Ecclesiastical abuse aside this brings me to an interesting pattern that I have noticed in the ways in which  we understand ‘The Church’.     Excuse me now as I do a bit of theorizing!

The shaping, unifying, and organising principles of any religion tend to be the ‘cumulative traditions’ which we construct across time and express through language, symbolism and ritual.  Yet as Terryl Givens (2007)  points out,  Mormon culture exists on a ‘field of tension’ where multiple sites with respect to doctrine and belief seem to be legitimate places to inhabit.  On the doctrine of polygamy for instance, while having been recently retracted as a ‘formal doctrine’ by GBH, the practice for some in our church is still  to imagine the principle as requisite for our salvation (though I think they are a bit barking mad – still, horses for courses). While it seems to have been made clear that the practice of the priesthood is available to all worthy men (my emphasis) I was recently in a Sunday School class where the teacher emphatically endorsed the McConkie position on the very 19th century protestant theory of the curse of Cain (to the nodding assent of a bunch of nice old white folk).

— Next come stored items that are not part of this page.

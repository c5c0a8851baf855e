//! Test-only mock provider.

use std::sync::atomic::{AtomicUsize, Ordering};
use std::sync::{Arc, Mutex};

use crate::provider::{LlmProvider, Message};

/// Dimension of the bag-of-words vectors produced by [`MockProvider::embed`].
pub const MOCK_EMBEDDING_DIM: usize = 64;

#[derive(Debug, Clone)]
pub struct MockProvider {
    responses: Arc<Mutex<Vec<String>>>,
    pub default_response: String,
    /// Reply with the last user message instead of `default_response`.
    pub echo_prompt: bool,
    pub supports_embeddings: bool,
    pub fail_chat: bool,
    pub fail_embed: bool,
    /// Milliseconds to sleep before returning a response.
    pub delay_ms: u64,
    embed_calls: Arc<AtomicUsize>,
    chat_calls: Arc<AtomicUsize>,
    last_prompt: Arc<Mutex<Option<String>>>,
}

impl Default for MockProvider {
    fn default() -> Self {
        Self {
            responses: Arc::new(Mutex::new(Vec::new())),
            default_response: "mock response".into(),
            echo_prompt: false,
            supports_embeddings: true,
            fail_chat: false,
            fail_embed: false,
            delay_ms: 0,
            embed_calls: Arc::new(AtomicUsize::new(0)),
            chat_calls: Arc::new(AtomicUsize::new(0)),
            last_prompt: Arc::new(Mutex::new(None)),
        }
    }
}

impl MockProvider {
    #[must_use]
    pub fn with_responses(responses: Vec<String>) -> Self {
        Self {
            responses: Arc::new(Mutex::new(responses)),
            ..Self::default()
        }
    }

    #[must_use]
    pub fn echoing() -> Self {
        Self {
            echo_prompt: true,
            ..Self::default()
        }
    }

    #[must_use]
    pub fn failing() -> Self {
        Self {
            fail_chat: true,
            ..Self::default()
        }
    }

    #[must_use]
    pub fn failing_embeddings() -> Self {
        Self {
            fail_embed: true,
            ..Self::default()
        }
    }

    /// A chat-only provider that reports no embedding support.
    #[must_use]
    pub fn chat_only() -> Self {
        Self {
            supports_embeddings: false,
            ..Self::default()
        }
    }

    #[must_use]
    pub fn with_delay(mut self, ms: u64) -> Self {
        self.delay_ms = ms;
        self
    }

    #[must_use]
    pub fn embed_calls(&self) -> usize {
        self.embed_calls.load(Ordering::SeqCst)
    }

    #[must_use]
    pub fn chat_calls(&self) -> usize {
        self.chat_calls.load(Ordering::SeqCst)
    }

    /// Content of the last user message passed to `chat`.
    #[must_use]
    pub fn last_prompt(&self) -> Option<String> {
        self.last_prompt.lock().unwrap().clone()
    }
}

/// Deterministic hashed bag-of-words embedding, L2-normalized.
#[must_use]
pub fn bag_of_words(text: &str) -> Vec<f32> {
    let mut vector = vec![0.0f32; MOCK_EMBEDDING_DIM];
    for word in text
        .split(|c: char| !c.is_alphanumeric())
        .filter(|w| !w.is_empty())
    {
        let mut hash: u64 = 0xcbf2_9ce4_8422_2325;
        for byte in word.to_lowercase().bytes() {
            hash ^= u64::from(byte);
            hash = hash.wrapping_mul(0x0100_0000_01b3);
        }
        #[expect(clippy::cast_possible_truncation)]
        let slot = (hash % MOCK_EMBEDDING_DIM as u64) as usize;
        vector[slot] += 1.0;
    }
    let norm: f32 = vector.iter().map(|x| x * x).sum::<f32>().sqrt();
    if norm > 0.0 {
        for v in &mut vector {
            *v /= norm;
        }
    }
    vector
}

impl LlmProvider for MockProvider {
    async fn chat(&self, messages: &[Message]) -> Result<String, crate::LlmError> {
        self.chat_calls.fetch_add(1, Ordering::SeqCst);
        if self.delay_ms > 0 {
            tokio::time::sleep(std::time::Duration::from_millis(self.delay_ms)).await;
        }
        let prompt = messages.last().map(|m| m.content.clone());
        *self.last_prompt.lock().unwrap() = prompt.clone();
        if self.fail_chat {
            return Err(crate::LlmError::Other("mock LLM error".into()));
        }
        if self.echo_prompt {
            return Ok(prompt.unwrap_or_default());
        }
        let mut responses = self.responses.lock().unwrap();
        if responses.is_empty() {
            Ok(self.default_response.clone())
        } else {
            Ok(responses.remove(0))
        }
    }

    async fn embed(&self, text: &str) -> Result<Vec<f32>, crate::LlmError> {
        self.embed_calls.fetch_add(1, Ordering::SeqCst);
        if self.delay_ms > 0 {
            tokio::time::sleep(std::time::Duration::from_millis(self.delay_ms)).await;
        }
        if self.fail_embed {
            return Err(crate::LlmError::Other("mock embedding error".into()));
        }
        if !self.supports_embeddings {
            return Err(crate::LlmError::EmbedUnsupported { provider: "mock" });
        }
        Ok(bag_of_words(text))
    }

    fn supports_embeddings(&self) -> bool {
        self.supports_embeddings
    }

    #[allow(clippy::unnecessary_literal_bound)]
    fn name(&self) -> &str {
        "mock"
    }
}

#[cfg(test)]
mod tests {
    use super::*;

    #[test]
    fn bag_of_words_is_deterministic_and_normalized() {
        let a = bag_of_words("The capital of France is Paris.");
        let b = bag_of_words("the CAPITAL of france is paris");
        assert_eq!(a, b);
        let norm: f32 = a.iter().map(|x| x * x).sum::<f32>().sqrt();
        assert!((norm - 1.0).abs() < 1e-5);
    }

    #[test]
    fn bag_of_words_empty_text_is_zero_vector() {
        assert!(bag_of_words("  ...  ").iter().all(|v| *v == 0.0));
    }

    #[tokio::test]
    async fn scripted_responses_then_default() {
        let mock = MockProvider::with_responses(vec!["first".into()]);
        assert_eq!(mock.chat(&[Message::user("q")]).await.unwrap(), "first");
        assert_eq!(mock.chat(&[Message::user("q")]).await.unwrap(), "mock response");
        assert_eq!(mock.chat_calls(), 2);
    }

    #[tokio::test]
    async fn echo_returns_prompt() {
        let mock = MockProvider::echoing();
        let reply = mock.chat(&[Message::user("context: Paris")]).await.unwrap();
        assert_eq!(reply, "context: Paris");
        assert_eq!(mock.last_prompt().as_deref(), Some("context: Paris"));
    }

    #[tokio::test]
    async fn embed_counts_calls_across_clones() {
        let mock = MockProvider::default();
        let clone = mock.clone();
        clone.embed("a").await.unwrap();
        mock.embed("b").await.unwrap();
        assert_eq!(mock.embed_calls(), 2);
    }

    #[tokio::test]
    async fn failing_variants_error() {
        assert!(MockProvider::failing().chat(&[]).await.is_err());
        assert!(MockProvider::failing_embeddings().embed("x").await.is_err());
    }
}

Stories, discourses, ideas, sermons, talks, narratives, scriptural expositions, conversations, correlated materials all get thrown into the mix and the way we try to make sense of that mix is very telling of our religion.  Joseph Smith himself (the perennial questioner) ushered in an era of spiritual limitless.  His ideas were sublime, transcendent, superlative and miraculous.  Yet he lamented:

I have tried for many years to get the minds of the Saints prepared to receive the things of God; but we frequently see some of them….[that] will fly to pieces like glass as soon as anything comes that is contrary to their traditions; they cannot stand the fire at all.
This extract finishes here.